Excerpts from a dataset
-- Opening Marker --

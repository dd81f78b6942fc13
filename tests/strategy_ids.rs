//! Strategy ids through the registry.

use proptest::prelude::*;

use game_arena::core::Error;
use game_arena::registry::{parameters_from_id, StrategyRegistry};
use game_arena::strategy::{LookaheadProvider, StrategyParameters, UctProvider};

// =============================================================================
// Round Trips
// =============================================================================

proptest! {
    #[test]
    fn test_lookahead_ids_round_trip(plies in 1i64..100, default_outcome in 0.0f64..=1.0) {
        let registry = StrategyRegistry::with_defaults();
        let params = StrategyParameters::builder()
            .put(&LookaheadProvider::plies(), plies)
            .unwrap()
            .put(&LookaheadProvider::default_outcome(), default_outcome)
            .unwrap()
            .build();

        let id = registry.encode("NPlyLookahead", &params).unwrap();
        let (provider, decoded) = registry.decode(&id).unwrap();
        prop_assert_eq!(provider.name(), "NPlyLookahead");
        prop_assert_eq!(&decoded, &params);
        prop_assert_eq!(registry.encode("NPlyLookahead", &decoded).unwrap(), id);
    }

    #[test]
    fn test_uct_ids_round_trip(c_p in 0.0f64..10.0, iterations in 1i64..100_000) {
        let registry = StrategyRegistry::with_defaults();
        let params = StrategyParameters::builder()
            .put(&UctProvider::iteration_count(), iterations)
            .unwrap()
            .put(&UctProvider::exploration(), c_p)
            .unwrap()
            .build();

        for name in ["UCT", "UCTOneNodeExpansion", "UCTWinsFirst"] {
            let id = registry.encode(name, &params).unwrap();
            let prefix = format!("{name}:c_p=");
            prop_assert!(id.starts_with(&prefix));
            let (_, decoded) = registry.decode(&id).unwrap();
            prop_assert_eq!(&decoded, &params);

            let raw = parameters_from_id(&id).unwrap();
            prop_assert_eq!(raw["iterationCount"].clone(), iterations.to_string());
        }
    }
}

// =============================================================================
// Rejected Ids
// =============================================================================

#[test]
fn test_unknown_strategy() {
    let registry = StrategyRegistry::with_defaults();
    assert!(matches!(
        registry.strategy("AlphaZero:depth=3"),
        Err(Error::UnknownStrategy(name)) if name == "AlphaZero"
    ));
}

#[test]
fn test_malformed_ids() {
    let registry = StrategyRegistry::with_defaults();
    for id in ["UCT:c_p", "UCT:c_p=1=2", "UCT:"] {
        assert!(
            matches!(registry.decode(id), Err(Error::MalformedStrategyId { .. })),
            "{id}"
        );
    }
}

#[test]
fn test_out_of_range_values() {
    let registry = StrategyRegistry::with_defaults();
    assert!(matches!(
        registry.strategy("NPlyLookahead:pliesToLookAhead=0"),
        Err(Error::ParameterOutOfBounds { .. })
    ));
    assert!(matches!(
        registry.strategy("UCT:c_p=-1:iterationCount=10"),
        Err(Error::ParameterOutOfBounds { .. })
    ));
    assert!(matches!(
        registry.strategy("UCT:iterationCount=ten"),
        Err(Error::InvalidParameterValue { .. })
    ));
}

#[test]
fn test_missing_required_parameter() {
    let registry = StrategyRegistry::with_defaults();
    assert!(matches!(
        registry.strategy("UCT:c_p=1"),
        Err(Error::MissingParameter(name)) if name == "iterationCount"
    ));
    assert!(registry.strategy("Random").is_ok());
}

#[test]
fn test_parameter_order_is_canonical() {
    let registry = StrategyRegistry::with_defaults();
    let (_, a) = registry.decode("UCT:iterationCount=5:c_p=2").unwrap();
    let (_, b) = registry.decode("UCT:c_p=2:iterationCount=5").unwrap();
    assert_eq!(a, b);
    assert_eq!(
        registry.encode("UCT", &a).unwrap(),
        "UCT:c_p=2:iterationCount=5"
    );
}
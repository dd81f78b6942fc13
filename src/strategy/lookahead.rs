//! Depth-limited minimax.
//!
//! Each candidate move is scored by searching the resulting position
//! `plies - 1` further plies. Terminal positions score their outcome for
//! the searching role; positions at the horizon score `default_outcome`.
//! Elsewhere a position scores the maximum over its children when the
//! searching role is to move and the minimum otherwise, which assumes a
//! two-role zero-sum game.

use std::sync::Arc;

use crate::core::{Error, GameRng, Result, Role};
use crate::game::{Move, TurnTakingState};

use super::choose::pick_highest_scoring;
use super::params::{ParameterDescription, StrategyParameters};
use super::{lift, Strategy, StrategyProvider, TurnTakingPlayer, TurnTakingStrategy};

/// N-ply minimax lookahead.
#[derive(Clone, Copy, Debug, PartialEq)]
pub struct LookaheadStrategy {
    plies: u32,
    default_outcome: f64,
}

impl LookaheadStrategy {
    /// Create a lookahead over `plies` plies (at least 1).
    pub fn new(plies: u32, default_outcome: f64) -> Result<Self> {
        if plies < 1 {
            return Err(Error::ParameterOutOfBounds {
                name: "pliesToLookAhead".to_string(),
                bound: "at least 1".to_string(),
                value: plies.to_string(),
            });
        }
        Ok(Self {
            plies,
            default_outcome,
        })
    }

    #[must_use]
    pub fn plies(&self) -> u32 {
        self.plies
    }

    #[must_use]
    pub fn default_outcome(&self) -> f64 {
        self.default_outcome
    }
}

impl TurnTakingStrategy for LookaheadStrategy {
    fn turn_taking_player(&self, role: Role, rng: GameRng) -> Box<dyn TurnTakingPlayer> {
        Box::new(LookaheadPlayer {
            strategy: *self,
            role,
            rng,
        })
    }
}

struct LookaheadPlayer {
    strategy: LookaheadStrategy,
    role: Role,
    rng: GameRng,
}

impl LookaheadPlayer {
    fn score(&self, state: &TurnTakingState, plies_left: u32) -> Result<f64> {
        if state.is_terminal() {
            return state.outcome(self.role);
        }
        if plies_left == 0 {
            return Ok(self.strategy.default_outcome);
        }

        let maximize = state.role_to_move()? == self.role;
        let mut best: Option<f64> = None;
        for child in state.possible_next_states()? {
            let (_, next) = child?;
            let score = self.score(&next, plies_left - 1)?;
            best = Some(match best {
                None => score,
                Some(b) if maximize => b.max(score),
                Some(b) => b.min(score),
            });
        }
        best.ok_or(Error::NoLegalMoves {
            role: state.role_to_move()?,
        })
    }
}

impl TurnTakingPlayer for LookaheadPlayer {
    fn choose(&mut self, state: &TurnTakingState) -> Result<Move> {
        let mut scored = Vec::new();
        for child in state.possible_next_states()? {
            let (mv, next) = child?;
            let score = self.score(&next, self.strategy.plies - 1)?;
            scored.push((mv, score));
        }
        tracing::trace!(role = self.role.index(), candidates = scored.len(), "lookahead scored moves");
        pick_highest_scoring(scored, &mut self.rng)?.ok_or(Error::NoLegalMoves { role: self.role })
    }
}

/// Provider for [`LookaheadStrategy`], named `NPlyLookahead`.
///
/// Parameters:
/// - `pliesToLookAhead`: integer, at least 1, required
/// - `defaultOutcome`: real in [0, 1], default 0.5
#[derive(Clone, Debug)]
pub struct LookaheadProvider {
    parameters: [ParameterDescription; 2],
}

impl LookaheadProvider {
    #[must_use]
    pub fn new() -> Self {
        Self {
            parameters: [Self::plies(), Self::default_outcome()],
        }
    }

    /// Description of `pliesToLookAhead`.
    #[must_use]
    pub fn plies() -> ParameterDescription {
        ParameterDescription::int("pliesToLookAhead").with_min(1_i64)
    }

    /// Description of `defaultOutcome`.
    #[must_use]
    pub fn default_outcome() -> ParameterDescription {
        ParameterDescription::double("defaultOutcome")
            .with_min(0.0)
            .with_max(1.0)
            .with_default(0.5)
    }
}

impl Default for LookaheadProvider {
    fn default() -> Self {
        Self::new()
    }
}

impl StrategyProvider for LookaheadProvider {
    fn name(&self) -> &str {
        "NPlyLookahead"
    }

    fn parameters(&self) -> &[ParameterDescription] {
        &self.parameters
    }

    fn build(&self, params: &StrategyParameters) -> Result<Arc<dyn Strategy>> {
        let plies = params.get_int(&self.parameters[0])?;
        let default_outcome = params.get_double(&self.parameters[1])?;
        let plies = u32::try_from(plies).map_err(|_| Error::ParameterOutOfBounds {
            name: self.parameters[0].name().to_string(),
            bound: format!("at most {}", u32::MAX),
            value: plies.to_string(),
        })?;
        Ok(lift(LookaheadStrategy::new(plies, default_outcome)?))
    }
}

#[cfg(test)]
mod tests {
    use super::*;
    use crate::game::{GameProvider, GameState};
    use crate::games::TicTacToe;

    fn play(names: &[&str]) -> TurnTakingState {
        let mut state = TurnTakingState::new(TicTacToe.initial_state());
        for name in names {
            let mover = state.role_to_move().unwrap();
            let mv = state.move_named(mover, name).unwrap();
            state = state.next_state(&mv).unwrap();
        }
        state
    }

    fn choose(plies: u32, state: &TurnTakingState, seed: u64) -> Move {
        let role = state.role_to_move().unwrap();
        let mut player = LookaheadStrategy::new(plies, 0.5)
            .unwrap()
            .turn_taking_player(role, GameRng::new(seed));
        player.choose(state).unwrap()
    }

    #[test]
    fn test_takes_immediate_win() {
        // x: (1,1) (2,1); o: (1,2) (2,2); x to move wins at (3,1)
        let state = play(&["( mark 1 1 )", "( mark 1 2 )", "( mark 2 1 )", "( mark 2 2 )"]);
        for seed in 0..5 {
            assert_eq!(choose(1, &state, seed).name(), "( mark 3 1 )");
        }
    }

    #[test]
    fn test_blocks_immediate_loss() {
        // x: (1,1) (3,3); o: (1,2) (2,2); x must block o at (3,2)
        let state = play(&["( mark 1 1 )", "( mark 1 2 )", "( mark 3 3 )", "( mark 2 2 )"]);
        for seed in 0..5 {
            assert_eq!(choose(2, &state, seed).name(), "( mark 3 2 )");
        }
    }

    #[test]
    fn test_zero_plies_rejected() {
        assert!(matches!(
            LookaheadStrategy::new(0, 0.5),
            Err(Error::ParameterOutOfBounds { .. })
        ));
    }

    #[test]
    fn test_provider_defaults() {
        let provider = LookaheadProvider::new();
        let params = StrategyParameters::builder()
            .put(&LookaheadProvider::plies(), 2_i64)
            .unwrap()
            .build();
        assert!(provider.build(&params).is_ok());
        assert!(matches!(
            provider.build(&StrategyParameters::empty()),
            Err(Error::MissingParameter(_))
        ));
    }

    #[test]
    fn test_terminal_children_score_outcomes() {
        let state = play(&["( mark 1 1 )", "( mark 1 2 )", "( mark 2 1 )", "( mark 2 2 )"]);
        let player = LookaheadPlayer {
            strategy: LookaheadStrategy::new(1, 0.5).unwrap(),
            role: Role::new(0),
            rng: GameRng::new(0),
        };
        let win = state
            .next_state(&state.move_named(Role::new(0), "( mark 3 1 )").unwrap())
            .unwrap();
        assert_eq!(player.score(&win, 0).unwrap(), 1.0);

        let quiet = state
            .next_state(&state.move_named(Role::new(0), "( mark 3 3 )").unwrap())
            .unwrap();
        assert_eq!(player.score(&quiet, 0).unwrap(), 0.5);
        assert!(win.state().is_terminal());
    }
}
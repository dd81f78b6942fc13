//! Plays one match from a spec.
//!
//! A match is fully determined by its spec and seed words: the seed keys a
//! match RNG, each player gets a stream forked from it in role order, and
//! every other source of randomness derives from those streams.

use std::any::Any;
use std::panic::{self, AssertUnwindSafe};
use std::sync::Arc;
use std::time::Instant;

use rand::Rng;

use crate::core::{Error, GameRng, Result, Role};
use crate::game::GameCatalog;
use crate::registry::StrategyRegistry;
use crate::strategy::Player;

use super::spec::{MatchResult, MatchSpec};

/// Seed words drawn when a match is run without an explicit seed.
pub const SEED_WORDS: usize = 4;

/// Draw fresh seed words from the thread-local generator.
#[must_use]
pub fn random_seed() -> Vec<u32> {
    let mut rng = rand::thread_rng();
    (0..SEED_WORDS).map(|_| rng.gen()).collect()
}

/// Runs matches against a game catalog and a strategy registry.
#[derive(Clone, Debug)]
pub struct MatchRunner {
    catalog: Arc<GameCatalog>,
    registry: Arc<StrategyRegistry>,
}

impl MatchRunner {
    pub fn new(catalog: Arc<GameCatalog>, registry: Arc<StrategyRegistry>) -> Self {
        Self { catalog, registry }
    }

    /// Runner over the built-in games and strategies.
    #[must_use]
    pub fn with_defaults() -> Self {
        Self::new(
            Arc::new(GameCatalog::with_builtins()),
            Arc::new(StrategyRegistry::with_defaults()),
        )
    }

    #[must_use]
    pub fn catalog(&self) -> &Arc<GameCatalog> {
        &self.catalog
    }

    #[must_use]
    pub fn registry(&self) -> &Arc<StrategyRegistry> {
        &self.registry
    }

    /// Play `spec` to the end.
    ///
    /// Never fails: errors and panics raised by the game or the strategies
    /// are recorded in the result, along with the plies played so far.
    pub fn run(&self, spec: &MatchSpec, seed: Option<Vec<u32>>) -> MatchResult {
        let start = Instant::now();
        let seed = seed.unwrap_or_else(random_seed);
        tracing::debug!(
            experiment = %spec.experiment_name,
            game = %spec.game_id,
            strategies = ?spec.strategy_ids,
            "starting match"
        );

        let mut history = Vec::new();
        let played = panic::catch_unwind(AssertUnwindSafe(|| self.play(spec, &seed, &mut history)));
        let elapsed = start.elapsed().as_millis() as u64;

        let error = match played {
            Ok(Ok(outcomes)) => {
                tracing::debug!(
                    experiment = %spec.experiment_name,
                    game = %spec.game_id,
                    plies = history.len(),
                    elapsed_ms = elapsed,
                    ?outcomes,
                    "match finished"
                );
                return MatchResult::success(spec.clone(), seed, outcomes, history, elapsed);
            }
            Ok(Err(err)) => err,
            Err(payload) => Error::Panicked(panic_message(payload.as_ref())),
        };

        tracing::warn!(
            experiment = %spec.experiment_name,
            game = %spec.game_id,
            plies = history.len(),
            error = %error,
            "match failed"
        );
        MatchResult::failure(spec.clone(), seed, error.to_string(), history, elapsed)
    }

    fn play(&self, spec: &MatchSpec, seed: &[u32], history: &mut Vec<Vec<String>>) -> Result<Vec<f64>> {
        let game = self.catalog.get(&spec.game_id)?;
        let mut state = game.initial_state();

        let num_roles = state.num_roles();
        if spec.strategy_ids.len() != num_roles {
            return Err(Error::InvalidConfiguration {
                message: format!(
                    "game '{}' has {} roles but {} strategies were given",
                    spec.game_id,
                    num_roles,
                    spec.strategy_ids.len()
                ),
            });
        }

        let mut match_rng = GameRng::from_words(seed);
        let mut players = spec
            .strategy_ids
            .iter()
            .zip(Role::all(num_roles))
            .map(|(id, role)| Ok(self.registry.strategy(id)?.player(role, match_rng.fork())))
            .collect::<Result<Vec<Box<dyn Player>>>>()?;

        for player in &mut players {
            player.initialize(Arc::clone(&state));
        }

        while !state.is_terminal() {
            let moves = players
                .iter_mut()
                .map(|player| player.choose_move())
                .collect::<Result<Vec<_>>>()?;
            let next = state.next_state(&moves)?;
            history.push(moves.iter().map(|mv| mv.name().to_string()).collect());

            for player in &mut players {
                player.advance(&moves, Arc::clone(&next));
            }
            state = next;
        }

        Ok(state.outcomes()?.as_slice().to_vec())
    }
}

fn panic_message(payload: &(dyn Any + Send)) -> String {
    if let Some(message) = payload.downcast_ref::<&str>() {
        (*message).to_string()
    } else if let Some(message) = payload.downcast_ref::<String>() {
        message.clone()
    } else {
        "unknown panic payload".to_string()
    }
}
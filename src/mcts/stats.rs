//! Counters kept while a search runs.

use std::fmt;

use serde::{Deserialize, Serialize};

/// What one call to `UctSearch::search` did.
///
/// Counters start from zero on every call; forced moves return before any
/// rollout and leave everything at zero.
#[derive(Clone, Debug, Default, PartialEq, Serialize, Deserialize)]
pub struct SearchStats {
    /// Rollouts performed.
    pub iterations: u32,

    /// Nodes added to the tree, root included.
    pub nodes_expanded: u32,

    /// Random playouts run past the tree boundary.
    pub simulations: u32,

    /// Rollouts that ended on a terminal node already in the tree.
    pub terminal_hits: u32,

    /// Deepest node created.
    pub max_depth: u16,

    /// Wall time of the rollout loop, in microseconds.
    pub time_us: u64,
}

impl SearchStats {
    pub fn reset(&mut self) {
        *self = Self::default();
    }

    /// Rollout throughput; `None` until some time has been measured.
    #[must_use]
    pub fn rollouts_per_second(&self) -> Option<f64> {
        (self.time_us > 0).then(|| f64::from(self.iterations) * 1e6 / self.time_us as f64)
    }

    /// Fraction of rollouts that needed a random playout.
    #[must_use]
    pub fn playout_share(&self) -> f64 {
        match self.iterations {
            0 => 0.0,
            n => f64::from(self.simulations) / f64::from(n),
        }
    }
}

impl fmt::Display for SearchStats {
    fn fmt(&self, f: &mut fmt::Formatter<'_>) -> fmt::Result {
        write!(
            f,
            "{} rollouts, {} nodes, {} playouts, depth {}",
            self.iterations, self.nodes_expanded, self.simulations, self.max_depth
        )?;
        if let Some(rate) = self.rollouts_per_second() {
            write!(f, ", {rate:.0}/s")?;
        }
        Ok(())
    }
}
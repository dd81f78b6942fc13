//! Hand-written games that implement the game tree contract.
//!
//! - [`TicTacToe`]: two roles, turn-taking, constant-sum
//! - [`SheepAndWolf`]: two roles, turn-taking, asymmetric
//! - [`MatchingPennies`]: two roles, one simultaneous turn

mod pennies;
mod sheep_and_wolf;
mod tictactoe;

pub use pennies::{MatchingPennies, PenniesState};
pub use sheep_and_wolf::{SheepAndWolf, SheepAndWolfState, Square};
pub use tictactoe::{TicTacToe, TicTacToeState};
//! Scheduler and worker pool tests.

use std::sync::Arc;

use game_arena::config::ArenaConfig;
use game_arena::core::{Error, Result};
use game_arena::experiment::{
    plan_matches, AbTestExperiment, Experiment, MemoryStore, ParameterChartExperiment,
    ResultStore, Scheduler, SpecMultiset,
};
use game_arena::runner::{MatchResult, MatchRunner, MatchSpec};
use game_arena::strategy::{StrategyParameters, UctProvider};

fn ab_test(name: &str, game: &str, copies: usize) -> AbTestExperiment {
    AbTestExperiment::new(
        name,
        vec![
            "Random".to_string(),
            "NPlyLookahead:pliesToLookAhead=1".to_string(),
        ],
        vec![game.to_string()],
        copies,
    )
}

fn scheduler(store: Arc<MemoryStore>, workers: usize) -> Scheduler {
    let config = ArenaConfig::new()
        .with_worker_threads(workers)
        .with_queue_capacity(2);
    Scheduler::new(MatchRunner::with_defaults(), store, &config)
}

/// Counts match regardless of the order results arrived in.
fn assert_same_counts(actual: &SpecMultiset, expected: &SpecMultiset) {
    assert_eq!(actual.total(), expected.total());
    for (spec, count) in expected.iter() {
        assert_eq!(actual.count(spec), count, "{spec:?}");
    }
}

/// An experiment whose match list cannot be built.
struct Broken;

impl Experiment for Broken {
    fn name(&self) -> &str {
        "broken"
    }

    fn matches_to_run(&self) -> Result<SpecMultiset> {
        Err(Error::UnknownStrategy("Missing".to_string()))
    }
}

// =============================================================================
// Planning
// =============================================================================

#[test]
fn test_plan_round_robin_order() {
    let spec = |id: &str| MatchSpec::new("exp", "TIC_TAC_TOE", vec![id.to_string(), "Random".to_string()]);
    let mut desired = SpecMultiset::new();
    desired.add(spec("A"), 3);
    desired.add(spec("B"), 1);

    let plan = plan_matches(&desired, &SpecMultiset::new());
    let order: Vec<&str> = plan.iter().map(|s| s.strategy_ids[0].as_str()).collect();
    assert_eq!(order, vec!["A", "B", "A", "A"]);
}

// =============================================================================
// Worker Pool
// =============================================================================

#[test]
fn test_pool_runs_every_match() {
    let store = Arc::new(MemoryStore::new());
    let experiment = ab_test("pool", "TIC_TAC_TOE", 3);

    let summary = scheduler(Arc::clone(&store), 2).run(&[&experiment]).unwrap();

    assert_eq!(summary.experiments_scheduled, 1);
    assert_eq!(summary.matches_enqueued, 6);
    assert_eq!(summary.matches_run, 6);
    assert_eq!(summary.matches_errored, 0);
    assert_eq!(summary.persist_failures, 0);

    let results = store.load("pool").unwrap();
    assert_eq!(results.len(), 6);
    assert_same_counts(
        &SpecMultiset::from_successes(&results),
        &experiment.matches_to_run().unwrap(),
    );
}

#[test]
fn test_rerun_skips_completed_matches() {
    let store = Arc::new(MemoryStore::new());
    let experiment = ab_test("resume", "TIC_TAC_TOE", 2);
    let scheduler = scheduler(Arc::clone(&store), 3);

    let first = scheduler.run(&[&experiment]).unwrap();
    assert_eq!(first.matches_run, 4);

    let second = scheduler.run(&[&experiment]).unwrap();
    assert_eq!(second.experiments_scheduled, 1);
    assert_eq!(second.matches_enqueued, 0);
    assert_eq!(store.results().len(), 4);
}

#[test]
fn test_partial_results_are_topped_up() {
    let experiment = ab_test("top-up", "TIC_TAC_TOE", 2);
    let desired = experiment.matches_to_run().unwrap();
    let (done, _) = desired.iter().next().unwrap();
    let earlier = MatchResult::success(done.clone(), vec![0; 4], vec![0.5, 0.5], vec![], 1);
    let store = Arc::new(MemoryStore::with_results(vec![earlier]));

    let summary = scheduler(Arc::clone(&store), 2).run(&[&experiment]).unwrap();
    assert_eq!(summary.matches_run, 3);

    let stored = SpecMultiset::from_successes(&store.load("top-up").unwrap());
    assert_same_counts(&stored, &desired);
}

#[test]
fn test_errored_matches_are_retried() {
    let store = Arc::new(MemoryStore::new());
    let experiment = ab_test("pennies", "MATCHING_PENNIES", 1);
    let scheduler = scheduler(Arc::clone(&store), 2);

    // the lookahead cannot play a simultaneous game
    let first = scheduler.run(&[&experiment]).unwrap();
    assert_eq!(first.matches_run, 2);
    assert_eq!(first.matches_errored, 2);

    let second = scheduler.run(&[&experiment]).unwrap();
    assert_eq!(second.matches_run, 2);
    assert_eq!(store.results().len(), 4);
    assert!(store.results().iter().all(|r| r.had_error));
}

#[test]
fn test_inline_execution() {
    let store = Arc::new(MemoryStore::new());
    let experiment = ab_test("inline", "TIC_TAC_TOE", 1);

    let summary = scheduler(Arc::clone(&store), 0).run(&[&experiment]).unwrap();
    assert_eq!(summary.matches_run, 2);
    assert_eq!(store.results().len(), 2);
}

#[test]
fn test_broken_experiment_is_skipped() {
    let store = Arc::new(MemoryStore::new());
    let experiment = ab_test("healthy", "TIC_TAC_TOE", 1);

    let summary = scheduler(Arc::clone(&store), 1)
        .run(&[&Broken, &experiment])
        .unwrap();
    assert_eq!(summary.experiments_skipped, 1);
    assert_eq!(summary.experiments_scheduled, 1);
    assert_eq!(summary.matches_run, 2);
}

#[test]
fn test_parameter_chart_through_pool() {
    let base = StrategyParameters::builder()
        .put(&UctProvider::iteration_count(), 20_i64)
        .unwrap()
        .build();
    let chart = ParameterChartExperiment::new(
        "chart",
        Arc::new(UctProvider::one_node_expansion()),
        base,
        "c_p",
        vec![(
            "TIC_TAC_TOE".to_string(),
            vec!["0.5".to_string(), "1.5".to_string()],
        )],
        2,
    )
    .unwrap();
    let store = Arc::new(MemoryStore::new());

    let summary = scheduler(Arc::clone(&store), 2).run(&[&chart]).unwrap();
    assert_eq!(summary.matches_run, 8);

    let cells = chart.summarize(&store.load("chart").unwrap()).unwrap();
    assert_eq!(cells.len(), 4);
    for cell in &cells {
        assert_eq!(cell.matches, 2);
        assert_eq!(cell.errors, 0);
        let mean = cell.first_role_mean().unwrap();
        assert!((0.0..=1.0).contains(&mean));
    }
}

-- Closing Marker --

» **TO DO**:
Among the records above, count the lines that include the word "crate" and state the number by itself.

» **EXERCISE OUTPUT**:
8